Three prizes will be awarded in the final round: one for the winning team, and two runners up.
There will be two separate tracks during the online stage. From the machine learning perspective, the tracks will be similar, yet the restrictions put on the solutions are different for each track.
The first track will be a traditional data science competition. Having a labeled training data set, participants will be asked to make a prediction for the test data and submit their predictions to the leaderboard. In this track, participants can produce arbitrarily complex models. If you like to use 4-level stacking or deep neural networks, this is the right track for you – you will only need to submit test predictions. However, those who qualify for the finals will be asked to submit the full code of the solution for validation by the judges.
In real world problems, efficiency is as important as quality. Complex and resource-intensive solutions will not fit the strict time and space restrictions often imposed by an application. That is why in the second competition track, your task will be to solve the same problem as was in track one, but with tight restrictions on the time and on the memory used during both learning and inference. You will need to upload the end-to-end code for your solution: both learning and inference. The evaluation server will run training and testing for your model and report the result. Both learning and evaluation must fit into time and memory constraints. If you like the most efficient solutions, this is the right track for you.

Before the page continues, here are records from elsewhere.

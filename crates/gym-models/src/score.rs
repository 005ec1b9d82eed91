//! Score records produced by the pose scoring engine.

use schemars::JsonSchema;
use serde::{Deserialize, Serialize};

/// Result of analyzing one routine's landmark frames.
///
/// Created once per analysis run and never mutated; re-analyzing produces a
/// new record. `ai_score` is derived from the rounded integer sub-scores
/// (`posture*0.4 + stability*0.3 + smoothness*0.3`, scaled to 0-10 and
/// rounded to one decimal) and is persisted alongside its inputs so it can
/// always be recomputed.
#[derive(Debug, Clone, PartialEq, Serialize, Deserialize, JsonSchema)]
pub struct ScoreRecord {
    /// Composite performance score, 0.0-10.0, one decimal
    pub ai_score: f64,
    /// Joint-angle sub-score, 0-100
    pub posture: u32,
    /// Balance sub-score, 0-100
    pub stability: u32,
    /// Deviation-frequency sub-score, 0-100
    pub smoothness: u32,
    /// Human-readable coaching feedback, in display order
    pub feedback: Vec<String>,
    /// Mean knee angle over valid frames, degrees
    pub avg_knee_angle: f64,
    /// Mean hip angle over valid frames, degrees
    pub avg_hip_angle: f64,
    /// Fraction of valid frames with balanced hip/ankle alignment, as a
    /// percentage before rounding
    pub landing_stability: f64,
}

impl ScoreRecord {
    /// Presentation band for this record's composite score.
    pub fn band(&self) -> ScoreBand {
        ScoreBand::from_score(self.ai_score)
    }

    /// Recompute the composite from the record's own sub-scores.
    ///
    /// Matches `ai_score` within rounding tolerance for any record the
    /// engine produced.
    pub fn recompute_ai_score(&self) -> f64 {
        let weighted =
            self.posture as f64 * 0.4 + self.stability as f64 * 0.3 + self.smoothness as f64 * 0.3;
        let scaled = weighted / 10.0;
        (scaled * 10.0).round() / 10.0
    }
}

/// Pass/fail style badge thresholds on the 0-10 composite score.
#[derive(Debug, Clone, Copy, PartialEq, Eq, Serialize, Deserialize, JsonSchema)]
#[serde(rename_all = "snake_case")]
pub enum ScoreBand {
    Excellent,
    Good,
    Fair,
    NeedsWork,
}

impl ScoreBand {
    /// Classify a 0-10 composite score.
    pub fn from_score(score: f64) -> Self {
        if score >= 9.0 {
            Self::Excellent
        } else if score >= 7.0 {
            Self::Good
        } else if score >= 5.0 {
            Self::Fair
        } else {
            Self::NeedsWork
        }
    }

    /// Display label.
    pub fn as_str(&self) -> &'static str {
        match self {
            Self::Excellent => "Excellent",
            Self::Good => "Good",
            Self::Fair => "Fair",
            Self::NeedsWork => "Needs Work",
        }
    }
}

#[cfg(test)]
mod tests {
    use super::*;

    #[test]
    fn test_band_thresholds() {
        assert_eq!(ScoreBand::from_score(9.0), ScoreBand::Excellent);
        assert_eq!(ScoreBand::from_score(8.9), ScoreBand::Good);
        assert_eq!(ScoreBand::from_score(7.0), ScoreBand::Good);
        assert_eq!(ScoreBand::from_score(5.0), ScoreBand::Fair);
        assert_eq!(ScoreBand::from_score(4.9), ScoreBand::NeedsWork);
        assert_eq!(ScoreBand::from_score(0.0), ScoreBand::NeedsWork);
    }

    #[test]
    fn test_recompute_matches_weighting() {
        let record = ScoreRecord {
            ai_score: 9.4,
            posture: 85,
            stability: 100,
            smoothness: 100,
            feedback: vec![],
            avg_knee_angle: 180.0,
            avg_hip_angle: 180.0,
            landing_stability: 100.0,
        };
        assert!((record.recompute_ai_score() - record.ai_score).abs() < 0.05);
    }
}
//! Persisted analysis sessions.

use chrono::{DateTime, Utc};
use schemars::JsonSchema;
use serde::{Deserialize, Serialize};

use crate::frame::Frame;
use crate::score::{ScoreBand, ScoreRecord};

/// One completed analysis, as persisted.
///
/// Sessions are immutable: a new analysis of the same media produces a new
/// session rather than an update. The full landmark sequence is stored so
/// the overlay can be re-rendered later without re-running detection.
#[derive(Debug, Clone, Serialize, Deserialize, JsonSchema)]
pub struct AnalysisSession {
    /// Unique identifier (UUID)
    pub id: String,

    /// User who owns this session
    pub user_id: String,

    /// Source media location
    pub media_url: String,

    /// Media duration in seconds, if known
    #[serde(skip_serializing_if = "Option::is_none")]
    pub duration_seconds: Option<f64>,

    /// Composite performance score, 0.0-10.0
    pub ai_score: f64,

    /// Posture sub-score, 0-100
    pub posture_score: u32,

    /// Stability sub-score, 0-100
    pub stability_score: u32,

    /// Smoothness sub-score, 0-100
    pub smoothness_score: u32,

    /// Mean knee angle over valid frames, degrees
    pub avg_knee_angle: f64,

    /// Mean hip angle over valid frames, degrees
    pub avg_hip_angle: f64,

    /// Landing stability percentage before rounding
    pub landing_stability: f64,

    /// Coaching feedback lines, in display order
    pub feedback: Vec<String>,

    /// The full landmark sequence the scores were computed from
    pub frames: Vec<Frame>,

    /// When the session was created
    pub created_at: DateTime<Utc>,
}

impl AnalysisSession {
    /// Create a session from an analysis result.
    pub fn new(
        user_id: impl Into<String>,
        media_url: impl Into<String>,
        record: &ScoreRecord,
        frames: Vec<Frame>,
    ) -> Self {
        Self {
            id: uuid::Uuid::new_v4().to_string(),
            user_id: user_id.into(),
            media_url: media_url.into(),
            duration_seconds: None,
            ai_score: record.ai_score,
            posture_score: record.posture,
            stability_score: record.stability,
            smoothness_score: record.smoothness,
            avg_knee_angle: record.avg_knee_angle,
            avg_hip_angle: record.avg_hip_angle,
            landing_stability: record.landing_stability,
            feedback: record.feedback.clone(),
            frames,
            created_at: Utc::now(),
        }
    }

    /// Set the media duration.
    pub fn with_duration(mut self, seconds: f64) -> Self {
        self.duration_seconds = Some(seconds);
        self
    }

    /// Presentation band for this session's composite score.
    pub fn band(&self) -> ScoreBand {
        ScoreBand::from_score(self.ai_score)
    }
}

#[cfg(test)]
mod tests {
    use super::*;

    fn record() -> ScoreRecord {
        ScoreRecord {
            ai_score: 9.4,
            posture: 85,
            stability: 100,
            smoothness: 100,
            feedback: vec!["Good leg extension! Knee angles are well maintained.".to_string()],
            avg_knee_angle: 180.0,
            avg_hip_angle: 180.0,
            landing_stability: 100.0,
        }
    }

    #[test]
    fn test_session_copies_score_fields() {
        let session = AnalysisSession::new("user-1", "https://example.com/routine.mp4", &record(), vec![]);
        assert_eq!(session.ai_score, 9.4);
        assert_eq!(session.posture_score, 85);
        assert_eq!(session.feedback.len(), 1);
        assert_eq!(session.band(), ScoreBand::Excellent);
        assert!(session.duration_seconds.is_none());
    }

    #[test]
    fn test_with_duration() {
        let session = AnalysisSession::new("user-1", "u", &record(), vec![]).with_duration(12.5);
        assert_eq!(session.duration_seconds, Some(12.5));
    }
}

We hope that the two tracks will make the olympiad fascinating for both machine learning competition experts and competitive programming masters, Kaggle winners and ACM champions, as well as everyone eager to solve real world problems with Data. Moreover, we encourage people with different backgrounds, ML and ACM, to team up and push Data Analysis to new frontiers.
The exact ratio of teams chosen from each track will be proportional to the number of participants in the tracks (for the first track only those who submitted their solutions to the private part will be taken into account). Those who qualify for the finals from the 1st track will be asked to send their code for validation. There will be 30 teams in total chosen for the finals. The olympiad organising committee will covers finalists accommodation and board expenses.
The second, onsite tour will be held in Moscow in April 2018 at the central headquarters of Yandex. Over the 36 hours of competition, participants will try not only to get up to speed on the model, but to create a full-fledged prototype that will be tested both in terms of accuracy and performance.
As part of the onsite round of the olympiad, speeches and workshops by international experts in machine learning and data analysis are also planned.